**DATA SUPPLIED**:
******

//! Error taxonomy shared by every operation in the crate.
//!
//! Core operations return `Result<T, ApiError>`; the boundary layer maps each
//! kind to exactly one HTTP status. `Internal` wraps persistence and other
//! unexpected failures: it is logged with operation context where it occurs
//! and surfaced to the caller as a generic message, never with detail.

use hyper::StatusCode;
use thiserror::Error;

#[derive(Debug, Error)]
pub enum ApiError {
    /// Malformed, missing, or out-of-range request fields.
    #[error("{0}")]
    InvalidInput(String),

    /// The entity exists but the action's state precondition does not hold
    /// (pet growth incomplete, event full, not registered).
    #[error("{0}")]
    InvalidState(String),

    /// Referenced entity absent.
    #[error("{0}")]
    NotFound(String),

    /// Entity exists but the caller does not own it.
    #[error("{0}")]
    Forbidden(String),

    /// The action would violate a uniqueness or relationship invariant.
    #[error("{0}")]
    Conflict(String),

    /// Balance precondition failed for a spendable currency.
    #[error("{0}")]
    InsufficientFunds(String),

    /// Missing or invalid credential.
    #[error("{0}")]
    Unauthorized(String),

    /// Persistence or other unexpected failure.
    #[error("internal error: {0}")]
    Internal(#[source] anyhow::Error),
}

impl ApiError {
    pub fn status_code(&self) -> StatusCode {
        match self {
            ApiError::InvalidInput(_)
            | ApiError::InvalidState(_)
            | ApiError::InsufficientFunds(_) => StatusCode::BAD_REQUEST,
            ApiError::Unauthorized(_) => StatusCode::UNAUTHORIZED,
            ApiError::Forbidden(_) => StatusCode::FORBIDDEN,
            ApiError::NotFound(_) => StatusCode::NOT_FOUND,
            ApiError::Conflict(_) => StatusCode::CONFLICT,
            ApiError::Internal(_) => StatusCode::INTERNAL_SERVER_ERROR,
        }
    }

    /// Message safe to put in a response body. Internal detail stays in logs.
    pub fn public_message(&self) -> String {
        match self {
            ApiError::Internal(_) => "Server error.".to_string(),
            other => other.to_string(),
        }
    }
}

impl From<sqlx::Error> for ApiError {
    fn from(err: sqlx::Error) -> Self {
        ApiError::Internal(err.into())
    }
}

#[cfg(test)]
mod tests {
    use super::*;

    #[test]
    fn status_mapping_is_deterministic() {
        assert_eq!(
            ApiError::InvalidInput("x".into()).status_code(),
            StatusCode::BAD_REQUEST
        );
        assert_eq!(
            ApiError::InvalidState("x".into()).status_code(),
            StatusCode::BAD_REQUEST
        );
        assert_eq!(
            ApiError::InsufficientFunds("x".into()).status_code(),
            StatusCode::BAD_REQUEST
        );
        assert_eq!(
            ApiError::Unauthorized("x".into()).status_code(),
            StatusCode::UNAUTHORIZED
        );
        assert_eq!(
            ApiError::Forbidden("x".into()).status_code(),
            StatusCode::FORBIDDEN
        );
        assert_eq!(
            ApiError::NotFound("x".into()).status_code(),
            StatusCode::NOT_FOUND
        );
        assert_eq!(
            ApiError::Conflict("x".into()).status_code(),
            StatusCode::CONFLICT
        );
    }

    #[test]
    fn internal_detail_is_not_leaked() {
        let err = ApiError::Internal(anyhow::anyhow!("connection refused to db at 10.0.0.3"));
        assert_eq!(err.public_message(), "Server error.");
        assert_eq!(err.status_code(), StatusCode::INTERNAL_SERVER_ERROR);
    }
}
use ecoverse_api::error::ApiError;
use ecoverse_api::game::social::{resolve_request, RelationState, RequestOutcome};

#[test]
fn request_to_self_is_rejected() {
    let err = resolve_request(7, 7, RelationState::default()).unwrap_err();
    assert!(matches!(err, ApiError::InvalidInput(_)));
}

#[test]
fn fresh_request_queues_as_pending() {
    let outcome = resolve_request(1, 2, RelationState::default()).unwrap();
    assert_eq!(outcome, RequestOutcome::Pending);
    assert_eq!(outcome.as_status(), "pending");
}

#[test]
fn existing_friendship_is_a_conflict() {
    let state = RelationState {
        already_friends: true,
        ..Default::default()
    };
    assert!(matches!(
        resolve_request(1, 2, state),
        Err(ApiError::Conflict(_))
    ));
}

#[test]
fn duplicate_request_is_a_conflict() {
    let state = RelationState {
        request_pending: true,
        ..Default::default()
    };
    assert!(matches!(
        resolve_request(1, 2, state),
        Err(ApiError::Conflict(_))
    ));
}

#[test]
fn mutual_requests_auto_accept() {
    // B already asked A; A now asking B forms the friendship immediately.
    let state = RelationState {
        reverse_pending: true,
        ..Default::default()
    };
    let outcome = resolve_request(1, 2, state).unwrap();
    assert_eq!(outcome, RequestOutcome::MutualAccept);
    assert_eq!(outcome.as_status(), "accepted");
}

#[test]
fn friendship_takes_precedence_over_stale_reverse_request() {
    // A stale pending row alongside an accepted friendship must still read as
    // a conflict, not a second acceptance.
    let state = RelationState {
        already_friends: true,
        reverse_pending: true,
        ..Default::default()
    };
    assert!(matches!(
        resolve_request(1, 2, state),
        Err(ApiError::Conflict(_))
    ));
}
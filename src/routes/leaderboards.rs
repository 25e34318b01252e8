//! Leaderboard routes.

use hyper::body::Incoming;
use hyper::{Request, Response, StatusCode};

use super::{authenticate, json_response, query_param, ResponseBody};
use crate::database::leaderboard::{clamp_limit, top_users as query_top, LeaderboardCategory};
use crate::error::ApiError;
use crate::server::AppState;

pub async fn top_users(
    state: &AppState,
    req: &Request<Incoming>,
) -> Result<Response<ResponseBody>, ApiError> {
    authenticate(state, req)?;
    let category = LeaderboardCategory::from_query(query_param(req, "category").as_deref());
    let limit = clamp_limit(query_param(req, "limit").and_then(|v| v.parse().ok()));
    let entries = query_top(&state.pool, category, limit).await?;
    Ok(json_response(StatusCode::OK, &entries))
}
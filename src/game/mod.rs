//! This module contains the pure progression and reward logic for Ecoverse.
//! Nothing here touches the database; `database/` applies these results.

pub mod growth;
pub mod leveling;
pub mod rewards;
pub mod social;
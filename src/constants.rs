// Central constants for leveling, rewards, and the economy.
// These must stay in sync with the mobile client's progression display.

/// XP required to clear level 1.
pub const BASE_LEVEL_XP: i64 = 1000;
/// Each level's XP requirement is the previous one times this factor.
pub const LEVEL_XP_MULTIPLIER: f64 = 1.75;

/// Distance interval (meters) that triggers a walking reward.
pub const WALK_REWARD_INTERVAL: i64 = 1000;
pub const XP_PER_MILESTONE: i64 = 20;
pub const GP_PER_MILESTONE: i64 = 40;

/// Flat check-in reward granted for any accepted recycling deposit.
pub const DEPOSIT_BASE_XP: i64 = 10;
pub const DEPOSIT_BASE_GP: i64 = 20;
/// Per-point rates for the aggregated deposit score.
pub const DEPOSIT_XP_PER_POINT: i64 = 5;
pub const DEPOSIT_GP_PER_POINT: i64 = 10;

/// Green Points credited per converted diamond.
pub const DIAMOND_TO_GP_RATE: i64 = 100;

/// A pet's next growth stage costs 50% more distance than the last.
pub const PET_GROWTH_FACTOR: f64 = 1.5;

/// Leaderboard page size when the client does not ask for one.
pub const LEADERBOARD_DEFAULT_LIMIT: i64 = 50;
pub const LEADERBOARD_MAX_LIMIT: i64 = 100;
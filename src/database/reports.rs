//! User-filed reports against eco-spots. Reports enter as `New`; status
//! transitions are handled by an operations tool, not this API.

use super::ecospots::spot_exists;
use super::models::Report;
use super::DbPool;
use crate::error::ApiError;

pub async fn create_report(
    pool: &DbPool,
    reporter_id: i64,
    spot_id: i64,
    report_type: &str,
    description: &str,
) -> Result<Report, ApiError> {
    if !spot_exists(pool, spot_id).await? {
        return Err(ApiError::NotFound("EcoSpot not found.".to_string()));
    }
    let report = sqlx::query_as::<_, Report>(
        "INSERT INTO reports (reporter_id, spot_id, report_type, description) \
         VALUES ($1, $2, $3, $4) \
         RETURNING report_id, reporter_id, spot_id, report_type, description, status, created_at",
    )
    .bind(reporter_id)
    .bind(spot_id)
    .bind(report_type)
    .bind(description)
    .fetch_one(pool)
    .await?;
    Ok(report)
}
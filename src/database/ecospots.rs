//! Read-only eco-spot queries. Geospatial filtering stays client-side for the
//! MVP; the core only lists spots and verifies deposit targets exist.

use super::models::EcoSpot;
use super::DbPool;
use crate::error::ApiError;

pub async fn list_spots(pool: &DbPool) -> Result<Vec<EcoSpot>, ApiError> {
    let spots = sqlx::query_as::<_, EcoSpot>(
        "SELECT spot_id, name, spot_type, longitude, latitude, material_accepted, current_status \
         FROM eco_spots ORDER BY spot_id",
    )
    .fetch_all(pool)
    .await?;
    Ok(spots)
}

pub async fn spot_exists(pool: &DbPool, spot_id: i64) -> Result<bool, ApiError> {
    let (exists,): (bool,) =
        sqlx::query_as("SELECT EXISTS (SELECT 1 FROM eco_spots WHERE spot_id = $1)")
            .bind(spot_id)
            .fetch_one(pool)
            .await?;
    Ok(exists)
}
//! Pure decision logic for the friend-request lifecycle.
//!
//! The database layer gathers the current relationship state between two users
//! and this function decides what a new request means: queue it, auto-accept a
//! mutual pair, or reject it.

use crate::error::ApiError;

/// Relationship state between sender and target at decision time.
#[derive(Debug, Clone, Copy, Default)]
pub struct RelationState {
    pub already_friends: bool,
    /// sender → target request already pending.
    pub request_pending: bool,
    /// target → sender request already pending.
    pub reverse_pending: bool,
}

#[derive(Debug, Clone, Copy, PartialEq, Eq)]
pub enum RequestOutcome {
    /// Queue the request on the target's pending set.
    Pending,
    /// Both parties requested each other: form the friendship immediately.
    MutualAccept,
}

impl RequestOutcome {
    pub fn as_status(&self) -> &'static str {
        match self {
            RequestOutcome::Pending => "pending",
            RequestOutcome::MutualAccept => "accepted",
        }
    }
}

pub fn resolve_request(
    sender_id: i64,
    target_id: i64,
    state: RelationState,
) -> Result<RequestOutcome, ApiError> {
    if sender_id == target_id {
        return Err(ApiError::InvalidInput(
            "Cannot send a friend request to yourself.".to_string(),
        ));
    }
    if state.already_friends {
        return Err(ApiError::Conflict("Already friends.".to_string()));
    }
    if state.request_pending {
        return Err(ApiError::Conflict("Request already sent.".to_string()));
    }
    if state.reverse_pending {
        return Ok(RequestOutcome::MutualAccept);
    }
    Ok(RequestOutcome::Pending)
}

******

**ASSIGNMENT**:
Wherever the word "RequestOutcome" occurs in the data, copy that whole line.

**TASK RESPONSE**:
use ecoverse_api::game::social::{resolve_request, RelationState, RequestOutcome};
    assert_eq!(outcome, RequestOutcome::Pending);
    assert_eq!(outcome, RequestOutcome::MutualAccept);
pub enum RequestOutcome {
impl RequestOutcome {
            RequestOutcome::Pending => "pending",
            RequestOutcome::MutualAccept => "accepted",
) -> Result<RequestOutcome, ApiError> {
        return Ok(RequestOutcome::MutualAccept);
    Ok(RequestOutcome::Pending)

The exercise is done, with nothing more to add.